=== RECORDS TO USE ===

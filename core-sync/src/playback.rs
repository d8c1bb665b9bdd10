//! Playback synchronization service.
//!
//! While an item plays, progress is pushed to the server on an adaptive
//! cadence: player events trigger an immediate attempt, and a background
//! loop re-triggers on a short interval near the edges of the current
//! file and a longer one otherwise.
//!
//! Every attempt passes through a non-blocking try-lock. A skipped
//! attempt is *not* queued; that is deliberate, bounding the service to
//! at most one in-flight remote sync call and ruling out duplicate or
//! out-of-order session creation. Each iteration catches its own
//! failures, so no single error kills the loop.

use crate::repository::MediaRepository;
use bridge_traits::playback::{PlayerHandle, PlayerSnapshot};
use bridge_traits::types::{DetailedItem, PlaybackProgress, PlaybackSession};
use core_cache::chapters::{calculate_chapter_index, calculate_chapter_position};
use std::sync::atomic::{AtomicBool, Ordering};
use std::sync::Arc;
use std::time::Duration;
use tokio::sync::Mutex;
use tokio_util::sync::CancellationToken;
use tracing::{debug, warn};

/// Cadence tuning for the sync loop.
#[derive(Debug, Clone)]
pub struct PlaybackSyncConfig {
    /// Steady-state interval between sync attempts.
    pub interval_long: Duration,
    /// Interval near the start or end of the current file.
    pub interval_short: Duration,
    /// Distance from a file edge that counts as "near".
    pub edge_window: Duration,
    /// Mime types advertised when opening playback sessions.
    pub supported_mime_types: Vec<String>,
}

impl Default for PlaybackSyncConfig {
    fn default() -> Self {
        let interval_long = Duration::from_secs(10);
        Self {
            interval_long,
            interval_short: Duration::from_secs(5),
            edge_window: interval_long * 2 - Duration::from_millis(1),
            supported_mime_types: vec![
                "audio/flac".to_string(),
                "audio/mp4".to_string(),
                "audio/aac".to_string(),
                "audio/mpeg".to_string(),
                "audio/ogg".to_string(),
            ],
        }
    }
}

#[derive(Default)]
struct SyncState {
    current_item: Option<DetailedItem>,
    chapter_index: Option<usize>,
    session: Option<PlaybackSession>,
}

struct SyncInner {
    repository: Arc<MediaRepository>,
    player: Arc<dyn PlayerHandle>,
    config: PlaybackSyncConfig,
    state: Mutex<SyncState>,
    sync_guard: Mutex<()>,
    loop_running: AtomicBool,
    loop_token: std::sync::Mutex<Option<CancellationToken>>,
}

/// Keeps remote progress approximately current while an item plays.
pub struct PlaybackSyncService {
    inner: Arc<SyncInner>,
}

impl PlaybackSyncService {
    pub fn new(
        repository: Arc<MediaRepository>,
        player: Arc<dyn PlayerHandle>,
        config: PlaybackSyncConfig,
    ) -> Self {
        Self {
            inner: Arc::new(SyncInner {
                repository,
                player,
                config,
                state: Mutex::new(SyncState::default()),
                sync_guard: Mutex::new(()),
                loop_running: AtomicBool::new(false),
                loop_token: std::sync::Mutex::new(None),
            }),
        }
    }

    /// Begin synchronizing a newly prepared item. Any loop for the
    /// previous item is cancelled and its session forgotten.
    pub async fn start_synchronization(&self, item: DetailedItem) {
        self.cancel_loop();
        {
            let mut state = self.inner.state.lock().await;
            *state = SyncState {
                current_item: Some(item),
                chapter_index: None,
                session: None,
            };
        }
        sync_once(self.inner.clone()).await;
    }

    /// Stop the loop (service shutdown, playback teardown).
    pub fn cancel(&self) {
        self.cancel_loop();
    }

    /// Player event of interest (transition, play/pause, state change,
    /// seek): trigger an immediate attempt and make sure the loop runs
    /// while playback is ongoing.
    pub fn on_player_event(&self) {
        let inner = self.inner.clone();
        tokio::spawn(async move {
            sync_once(inner).await;
        });

        self.ensure_loop();
    }

    /// One guarded sync attempt, awaited to completion. Skipped entirely
    /// when another attempt is still in flight.
    pub async fn sync_now(&self) {
        sync_once(self.inner.clone()).await;
    }

    fn cancel_loop(&self) {
        if let Some(token) = self.inner.loop_token.lock().expect("loop token lock").take() {
            token.cancel();
        }
    }

    fn ensure_loop(&self) {
        let inner = self.inner.clone();
        if inner.loop_running.swap(true, Ordering::SeqCst) {
            return;
        }

        let token = CancellationToken::new();
        *inner.loop_token.lock().expect("loop token lock") = Some(token.clone());

        tokio::spawn(async move {
            loop {
                let Some(snapshot) = inner.player.snapshot() else {
                    break;
                };
                if !snapshot.is_playing || snapshot.ended {
                    break;
                }

                let edge = inner.config.edge_window.as_secs_f64();
                let near_start = snapshot.position_in_file < edge;
                let near_end = snapshot.file_duration - snapshot.position_in_file < edge;
                let interval = match near_start || near_end {
                    true => inner.config.interval_short,
                    false => inner.config.interval_long,
                };

                tokio::select! {
                    _ = token.cancelled() => break,
                    _ = tokio::time::sleep(interval) => {}
                }

                sync_once(inner.clone()).await;
            }

            inner.loop_running.store(false, Ordering::SeqCst);
        });
    }
}

/// Total time is the sum of the durations of the files preceding the
/// current one plus the elapsed time within it; chapter-local time is
/// total time minus the active chapter's start offset.
pub(crate) fn compute_progress(item: &DetailedItem, snapshot: &PlayerSnapshot) -> PlaybackProgress {
    let preceding: f64 = item
        .files
        .iter()
        .take(snapshot.file_index)
        .map(|file| file.duration)
        .sum();
    let current_total_time = preceding + snapshot.position_in_file;

    PlaybackProgress {
        current_total_time,
        current_chapter_time: calculate_chapter_position(item, current_total_time),
    }
}

async fn sync_once(inner: Arc<SyncInner>) {
    let Some(snapshot) = inner.player.snapshot() else {
        return;
    };

    let (item, session, last_index) = {
        let state = inner.state.lock().await;
        (
            state.current_item.clone(),
            state.session.clone(),
            state.chapter_index,
        )
    };
    let Some(item) = item else {
        return;
    };

    let progress = compute_progress(&item, &snapshot);
    debug!(item_id = %item.id, total = progress.current_total_time, "sync attempt");

    // Non-blocking: a concurrent attempt skips instead of queueing.
    let Ok(_guard) = inner.sync_guard.try_lock() else {
        debug!("sync already in flight, skipping");
        return;
    };

    let current_index = calculate_chapter_index(&item, progress.current_total_time);

    let mut active_session = session.filter(|session| session.item_id == item.id);
    if active_session.is_none() || last_index != Some(current_index) {
        active_session = open_session(&inner, &item, current_index).await;
        let mut state = inner.state.lock().await;
        state.session = active_session.clone();
        state.chapter_index = Some(current_index);
    }

    // Local progress is never skipped, whatever the network is doing.
    if let Err(err) = inner
        .repository
        .sync_local_progress(&item.id, &progress)
        .await
    {
        warn!(%err, "failed to record local progress");
    }

    let Some(active_session) = active_session else {
        return;
    };

    match inner
        .repository
        .sync_progress(&active_session.session_id, &item.id, &progress)
        .await
    {
        Ok(()) => {}
        Err(err) if err.is_not_found() => {
            // The server dropped the session; open a replacement and let
            // the next tick retry rather than looping here.
            debug!("session rejected, reopening for the next tick");
            let replacement = open_session(&inner, &item, current_index).await;
            inner.state.lock().await.session = replacement;
        }
        Err(err) => debug!(%err, "remote progress push failed"),
    }
}

async fn open_session(
    inner: &Arc<SyncInner>,
    item: &DetailedItem,
    chapter_index: usize,
) -> Option<PlaybackSession> {
    let chapter = item.chapters.get(chapter_index)?;
    match inner
        .repository
        .start_playback(&item.id, &chapter.id, &inner.config.supported_mime_types)
        .await
    {
        Ok(session) => Some(session),
        Err(err) => {
            debug!(%err, "failed to open playback session");
            None
        }
    }
}
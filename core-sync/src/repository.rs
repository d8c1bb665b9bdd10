//! Local-first repository.
//!
//! Every read prefers the Local Metadata Store and falls back to the
//! remote channel only when local data is absent or insufficient;
//! successful remote reads are persisted before they are returned. Every
//! write lands locally first, so offline listening is never lost, and is
//! mirrored out when policy allows.
//!
//! Divergence between mirror and server is reconciled last-write-wins on
//! progress timestamps; equal timestamps deliberately resolve to no
//! action.

use crate::error::Result;
use bridge_traits::types::{
    Book, Chapter, DetailedItem, Library, MediaProgress, PagedItems, PlaybackProgress,
    PlaybackSession, RecentBook,
};
use bridge_traits::{MediaChannel, NetworkMonitor};
use core_cache::{CoverVariant, LocalCacheRepository, COVER_THUMB_WIDTH};
use core_library::repositories::AccountScope;
use core_library::{FetchRequest, LibraryOrdering, RecentRequest, SearchRequest};
use core_runtime::{keys, SettingsStore};
use std::collections::{HashMap, HashSet};
use std::path::PathBuf;
use std::sync::Arc;
use std::time::Duration;
use tracing::{debug, info, instrument, warn};

/// Where a media file can be played from.
#[derive(Debug, Clone, PartialEq, Eq)]
pub enum FileSource {
    /// Fully cached on disk.
    Local(PathBuf),
    /// Streamable remote locator.
    Remote(String),
}

/// Tuning for reconciliation passes.
#[derive(Debug, Clone)]
pub struct RepositoryConfig {
    /// Items fetched in detail concurrently during library reconciliation.
    pub detail_batch_size: usize,
    /// Delay before a background cover prefetch starts, prioritizing
    /// metadata traffic.
    pub cover_prefetch_initial_delay: Duration,
    /// Spacing between prefetched covers.
    pub cover_prefetch_spacing: Duration,
}

impl Default for RepositoryConfig {
    fn default() -> Self {
        Self {
            detail_batch_size: 20,
            cover_prefetch_initial_delay: Duration::from_secs(2),
            cover_prefetch_spacing: Duration::from_millis(100),
        }
    }
}

/// Read-through/write-through façade over the local mirror and the
/// remote channel.
#[derive(Clone)]
pub struct MediaRepository {
    channel: Arc<dyn MediaChannel>,
    local: Arc<LocalCacheRepository>,
    settings: Arc<SettingsStore>,
    network: Arc<dyn NetworkMonitor>,
    config: RepositoryConfig,
}
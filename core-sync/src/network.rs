//! Server reachability probing.
//!
//! Desktop hosts feed device-level connectivity through
//! [`ServerReachability::set_network_available`]; reachability of the
//! configured media server is probed here with a bounded TCP connect.
//! The probe never blocks a caller past its timeout and retry budget.

use async_trait::async_trait;
use bridge_traits::NetworkMonitor;
use core_runtime::{keys, SettingsStore};
use std::sync::Arc;
use std::time::Duration;
use tokio::net::TcpStream;
use tokio::sync::watch;
use tracing::{debug, warn};

/// Probe tuning.
#[derive(Debug, Clone)]
pub struct ReachabilityConfig {
    /// Per-attempt TCP connect deadline.
    pub probe_timeout: Duration,
    /// Additional attempts after the first failure.
    pub max_retries: u32,
    /// Fixed pause between attempts.
    pub retry_backoff: Duration,
}

impl Default for ReachabilityConfig {
    fn default() -> Self {
        Self {
            probe_timeout: Duration::from_secs(2),
            max_retries: 3,
            retry_backoff: Duration::from_millis(300),
        }
    }
}

/// `NetworkMonitor` implementation probing the configured host.
pub struct ServerReachability {
    settings: Arc<SettingsStore>,
    config: ReachabilityConfig,
    network: watch::Sender<bool>,
    server: watch::Sender<bool>,
}

impl ServerReachability {
    pub fn new(settings: Arc<SettingsStore>, config: ReachabilityConfig) -> Arc<Self> {
        Arc::new(Self {
            settings,
            config,
            // Assume connectivity until the host reports otherwise.
            network: watch::channel(true).0,
            server: watch::channel(false).0,
        })
    }

    /// Host-supplied device connectivity signal. Losing the network also
    /// takes the server offline immediately.
    pub fn set_network_available(&self, available: bool) {
        self.network.send_replace(available);
        if !available {
            self.server.send_replace(false);
        }
    }

    /// Watch the configured host preference and re-probe on change.
    pub fn spawn_host_watcher(self: &Arc<Self>) -> tokio::task::JoinHandle<()> {
        let monitor = self.clone();
        tokio::spawn(async move {
            let Ok(mut receiver) = monitor.settings.subscribe(keys::HOST).await else {
                return;
            };
            loop {
                monitor.refresh().await;
                if receiver.changed().await.is_err() {
                    return;
                }
            }
        })
    }

    async fn probe(&self, host: &str, port: u16) -> bool {
        for attempt in 0..=self.config.max_retries {
            let connect = TcpStream::connect((host, port));
            match tokio::time::timeout(self.config.probe_timeout, connect).await {
                Ok(Ok(_)) => return true,
                Ok(Err(err)) => {
                    debug!(host, port, attempt, %err, "server probe refused")
                }
                Err(_) => debug!(host, port, attempt, "server probe timed out"),
            }

            if attempt < self.config.max_retries {
                tokio::time::sleep(self.config.retry_backoff).await;
            }
        }
        false
    }
}

#[async_trait]
impl NetworkMonitor for ServerReachability {
    fn is_network_available(&self) -> bool {
        *self.network.borrow()
    }

    fn is_server_available(&self) -> bool {
        *self.server.borrow()
    }

    fn subscribe_network(&self) -> watch::Receiver<bool> {
        self.network.subscribe()
    }

    fn subscribe_server(&self) -> watch::Receiver<bool> {
        self.server.subscribe()
    }

    async fn refresh(&self) {
        if !self.is_network_available() {
            self.server.send_replace(false);
            return;
        }

        let host = match self.settings.host().await {
            Ok(host) => host,
            Err(err) => {
                warn!(%err, "failed to read configured host");
                None
            }
        };

        let Some(target) = host.as_deref().and_then(socket_target) else {
            self.server.send_replace(false);
            return;
        };

        let reachable = self.probe(&target.0, target.1).await;
        self.server.send_replace(reachable);
    }
}

/// Extract (host, port) from a configured base URL. Unparseable values
/// yield `None` and count as unreachable.
fn socket_target(url: &str) -> Option<(String, u16)> {
    let (scheme, rest) = url.split_once("://")?;
    let default_port = match scheme {
        "https" => 443,
        "http" => 80,
        _ => return None,
    };

    let authority = rest.split(['/', '?', '#']).next()?;
    if authority.is_empty() {
        return None;
    }

    match authority.rsplit_once(':') {
        Some((host, port)) => port.parse().ok().map(|port| (host.to_string(), port)),
        None => Some((authority.to_string(), default_port)),
    }
}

===

TASK GOAL. Go through the records and report each line that contains "Option".

TASK ANSWER.
    current_item: Option<DetailedItem>,
    chapter_index: Option<usize>,
    session: Option<PlaybackSession>,
    loop_token: std::sync::Mutex<Option<CancellationToken>>,
) -> Option<PlaybackSession> {
fn socket_target(url: &str) -> Option<(String, u16)> {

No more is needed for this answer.